Exercise: Determine how many lines of the entries include the word "StaleHandle", and report that number with no further text.

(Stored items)
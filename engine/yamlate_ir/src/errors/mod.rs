//! Error taxonomy for parsing, navigation and evaluation.
//!
//! Every failure in the engine is an [`Error`] carrying a structured
//! [`ErrorKind`]. Kinds group into five [`Category`] values, and each
//! category maps onto the [`ErrorCode`] returned at the boundary.
//!
//! Errors are built through the factory functions in this module
//! (`wrong_type`, `undefined_variable`, `division_by_zero`, ...) rather than
//! by naming variants at call sites, so message wording lives in one place.

use std::fmt;

use crate::Tag;

/// Result of any fallible engine operation.
pub type YamlResult<T> = Result<T, Error>;

/// Coarse error category.
#[derive(Clone, Copy, Debug, PartialEq, Eq, Hash)]
pub enum Category {
    /// An accessor or operator was applied to a value of an incompatible tag.
    WrongType,
    /// An environment lookup or hash key missed.
    NotDefined,
    /// Malformed source text, or a string payload that cannot be represented.
    InvalidString,
    /// Evaluation failures not covered by the other categories.
    EvalError,
    /// An array index outside `[0, len)`.
    OutOfRange,
}

impl Category {
    /// Boundary code for this category.
    ///
    /// The boundary has no dedicated out-of-range code; index misses are
    /// reported as `NotDefined`, like hash key misses.
    pub const fn code(self) -> ErrorCode {
        match self {
            Category::WrongType => ErrorCode::WrongType,
            Category::NotDefined | Category::OutOfRange => ErrorCode::NotDefined,
            Category::InvalidString => ErrorCode::InvalidString,
            Category::EvalError => ErrorCode::EvalError,
        }
    }
}

/// Error code returned alongside every fallible boundary result.
#[derive(Clone, Copy, Debug, PartialEq, Eq, Hash)]
#[repr(i32)]
pub enum ErrorCode {
    None = 0,
    WrongType = -1,
    NotDefined = -2,
    InvalidString = -3,
    EvalError = -4,
}

impl ErrorCode {
    /// Every code, success first.
    pub const ALL: [ErrorCode; 5] = [
        ErrorCode::None,
        ErrorCode::WrongType,
        ErrorCode::NotDefined,
        ErrorCode::InvalidString,
        ErrorCode::EvalError,
    ];

    pub const fn to_raw(self) -> i32 {
        self as i32
    }

    pub fn from_raw(raw: i32) -> Option<Self> {
        ErrorCode::ALL.into_iter().find(|code| code.to_raw() == raw)
    }

    /// Protocol name of the code.
    pub const fn name(self) -> &'static str {
        match self {
            ErrorCode::None => "NONE",
            ErrorCode::WrongType => "WRONG_TYPE",
            ErrorCode::NotDefined => "NOT_DEFINED",
            ErrorCode::InvalidString => "INVALID_STRING",
            ErrorCode::EvalError => "EVAL_ERROR",
        }
    }
}

impl fmt::Display for ErrorCode {
    fn fmt(&self, f: &mut fmt::Formatter<'_>) -> fmt::Result {
        f.write_str(self.name())
    }
}

/// Structured error detail.
#[derive(Clone, Debug, PartialEq, Eq, thiserror::Error)]
pub enum ErrorKind {
    // Type
    #[error("type mismatch: expected {expected}, got {got}")]
    WrongType { expected: &'static str, got: Tag },
    #[error("operator `{op}` cannot be applied to {left} and {right}")]
    OperandMismatch {
        op: &'static str,
        left: Tag,
        right: Tag,
    },
    #[error("operator `{op}` cannot be applied to {operand}")]
    InvalidOperand { op: &'static str, operand: Tag },
    #[error("variable `{name}` is bound to {got}, not {expected}")]
    BindingType { name: String, expected: Tag, got: Tag },
    #[error("unknown type tag {raw}")]
    UnknownTag { raw: i32 },

    // Lookup
    #[error("undefined variable: {name}")]
    UndefinedVariable { name: String },
    #[error("key not found: {key}")]
    KeyNotFound { key: String },
    #[error("stale or unknown {kind} handle")]
    StaleHandle { kind: &'static str },

    // Range
    #[error("index {index} out of bounds for array of length {len}")]
    IndexOutOfBounds { index: i64, len: usize },

    // Source text
    #[error("source is not valid UTF-8: {message}")]
    InvalidEncoding { message: String },
    #[error("invalid YAML: {message}")]
    InvalidYaml { message: String },
    #[error("expected exactly one YAML document, found {found}")]
    DocumentCount { found: usize },
    #[error("unsupported YAML node: {what}")]
    UnsupportedNode { what: &'static str },
    #[error("duplicate hash key: {key}")]
    DuplicateKey { key: String },
    #[error("invalid inline expression `{text}`: {message} at column {column}")]
    InvalidExpression {
        text: String,
        message: String,
        column: usize,
    },
    #[error("string contains an interior NUL byte")]
    InteriorNul,

    // Evaluation
    #[error("division by zero")]
    DivisionByZero,
    #[error("modulo by zero")]
    ModuloByZero,
    #[error("integer overflow in {operation}")]
    IntegerOverflow { operation: &'static str },
    #[error("`{op}` expects {expected} operands, got {got}")]
    ArityMismatch {
        op: &'static str,
        expected: &'static str,
        got: usize,
    },
    #[error("no branch matched")]
    NoMatchingBranch,
    #[error("`{op}` expects a variable name, got {got}")]
    InvalidTarget { op: &'static str, got: String },
    #[error("malformed `{form}` form: {message}")]
    MalformedForm { form: &'static str, message: String },
    #[error("maximum nesting depth exceeded (limit: {limit})")]
    DepthLimit { limit: usize },
}

impl ErrorKind {
    pub const fn category(&self) -> Category {
        match self {
            ErrorKind::WrongType { .. }
            | ErrorKind::OperandMismatch { .. }
            | ErrorKind::InvalidOperand { .. }
            | ErrorKind::BindingType { .. }
            | ErrorKind::UnknownTag { .. } => Category::WrongType,

            ErrorKind::UndefinedVariable { .. }
            | ErrorKind::KeyNotFound { .. }
            | ErrorKind::StaleHandle { .. } => Category::NotDefined,

            ErrorKind::IndexOutOfBounds { .. } => Category::OutOfRange,

            ErrorKind::InvalidEncoding { .. }
            | ErrorKind::InvalidYaml { .. }
            | ErrorKind::DocumentCount { .. }
            | ErrorKind::UnsupportedNode { .. }
            | ErrorKind::DuplicateKey { .. }
            | ErrorKind::InvalidExpression { .. }
            | ErrorKind::InteriorNul => Category::InvalidString,

            ErrorKind::DivisionByZero
            | ErrorKind::ModuloByZero
            | ErrorKind::IntegerOverflow { .. }
            | ErrorKind::ArityMismatch { .. }
            | ErrorKind::NoMatchingBranch
            | ErrorKind::InvalidTarget { .. }
            | ErrorKind::MalformedForm { .. }
            | ErrorKind::DepthLimit { .. } => Category::EvalError,
        }
    }
}

/// Engine error: a kind plus the location in the value tree where it arose.
///
/// The location is a path relative to the node the failing operation was
/// called on (`beetle.wing_color.spring`, `items[2]`). It is built up as the
/// error propagates out of nested nodes.
#[derive(Clone, Debug, PartialEq, Eq)]
pub struct Error {
    kind: ErrorKind,
    location: Option<String>,
}

impl Error {
    pub fn new(kind: ErrorKind) -> Self {
        Error {
            kind,
            location: None,
        }
    }

    pub fn kind(&self) -> &ErrorKind {
        &self.kind
    }

    pub fn category(&self) -> Category {
        self.kind.category()
    }

    /// Boundary code for this error.
    pub fn code(&self) -> ErrorCode {
        self.kind.category().code()
    }

    pub fn location(&self) -> Option<&str> {
        self.location.as_deref()
    }

    /// Prefix the location with a hash key segment.
    #[must_use]
    pub fn within(self, key: &str) -> Self {
        self.prefixed(key)
    }

    /// Prefix the location with an array index segment.
    #[must_use]
    pub fn within_index(self, index: usize) -> Self {
        self.prefixed(&format!("[{index}]"))
    }

    fn prefixed(mut self, segment: &str) -> Self {
        self.location = Some(match self.location.take() {
            Some(inner) if inner.starts_with('[') => format!("{segment}{inner}"),
            Some(inner) => format!("{segment}.{inner}"),
            None => segment.to_owned(),
        });
        self
    }
}

impl From<ErrorKind> for Error {
    fn from(kind: ErrorKind) -> Self {
        Error::new(kind)
    }
}

impl fmt::Display for Error {
    fn fmt(&self, f: &mut fmt::Formatter<'_>) -> fmt::Result {
        match &self.location {
            Some(location) => write!(f, "{} (at {location})", self.kind),
            None => write!(f, "{}", self.kind),
        }
    }
}

impl std::error::Error for Error {
    fn source(&self) -> Option<&(dyn std::error::Error + 'static)> {
        Some(&self.kind)
    }
}

// Type Errors

#[cold]
pub fn wrong_type(expected: &'static str, got: Tag) -> Error {
    ErrorKind::WrongType { expected, got }.into()
}

#[cold]
pub fn operand_mismatch(op: &'static str, left: Tag, right: Tag) -> Error {
    ErrorKind::OperandMismatch { op, left, right }.into()
}

#[cold]
pub fn invalid_operand(op: &'static str, operand: Tag) -> Error {
    ErrorKind::InvalidOperand { op, operand }.into()
}

#[cold]
pub fn binding_type(name: &str, expected: Tag, got: Tag) -> Error {
    ErrorKind::BindingType {
        name: name.to_owned(),
        expected,
        got,
    }
    .into()
}

#[cold]
pub fn unknown_tag(raw: i32) -> Error {
    ErrorKind::UnknownTag { raw }.into()
}

// Lookup Errors

#[cold]
pub fn undefined_variable(name: &str) -> Error {
    ErrorKind::UndefinedVariable {
        name: name.to_owned(),
    }
    .into()
}

#[cold]
pub fn key_not_found(key: &str) -> Error {
    ErrorKind::KeyNotFound {
        key: key.to_owned(),
    }
    .into()
}

#[cold]
pub fn stale_handle(kind: &'static str) -> Error {
    ErrorKind::StaleHandle { kind }.into()
}

#[cold]
pub fn index_out_of_bounds(index: i64, len: usize) -> Error {
    ErrorKind::IndexOutOfBounds { index, len }.into()
}

// Source Text Errors

#[cold]
pub fn invalid_encoding(message: impl Into<String>) -> Error {
    ErrorKind::InvalidEncoding {
        message: message.into(),
    }
    .into()
}

#[cold]
pub fn invalid_yaml(message: impl Into<String>) -> Error {
    ErrorKind::InvalidYaml {
        message: message.into(),
    }
    .into()
}

#[cold]
pub fn document_count(found: usize) -> Error {
    ErrorKind::DocumentCount { found }.into()
}

#[cold]
pub fn unsupported_node(what: &'static str) -> Error {
    ErrorKind::UnsupportedNode { what }.into()
}

#[cold]
pub fn duplicate_key(key: &str) -> Error {
    ErrorKind::DuplicateKey {
        key: key.to_owned(),
    }
    .into()
}

#[cold]
pub fn invalid_expression(text: &str, message: impl Into<String>, column: usize) -> Error {
    ErrorKind::InvalidExpression {
        text: text.to_owned(),
        message: message.into(),
        column,
    }
    .into()
}

#[cold]
pub fn interior_nul() -> Error {
    ErrorKind::InteriorNul.into()
}

// Evaluation Errors

#[cold]
pub fn division_by_zero() -> Error {
    ErrorKind::DivisionByZero.into()
}

#[cold]
pub fn modulo_by_zero() -> Error {
    ErrorKind::ModuloByZero.into()
}

#[cold]
pub fn integer_overflow(operation: &'static str) -> Error {
    ErrorKind::IntegerOverflow { operation }.into()
}

#[cold]
pub fn arity_mismatch(op: &'static str, expected: &'static str, got: usize) -> Error {
    ErrorKind::ArityMismatch { op, expected, got }.into()
}

#[cold]
pub fn no_matching_branch() -> Error {
    ErrorKind::NoMatchingBranch.into()
}

#[cold]
pub fn invalid_target(op: &'static str, got: impl Into<String>) -> Error {
    ErrorKind::InvalidTarget {
        op,
        got: got.into(),
    }
    .into()
}

#[cold]
pub fn malformed_form(form: &'static str, message: impl Into<String>) -> Error {
    ErrorKind::MalformedForm {
        form,
        message: message.into(),
    }
    .into()
}

#[cold]
pub fn depth_limit(limit: usize) -> Error {
    ErrorKind::DepthLimit { limit }.into()
}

Response: 3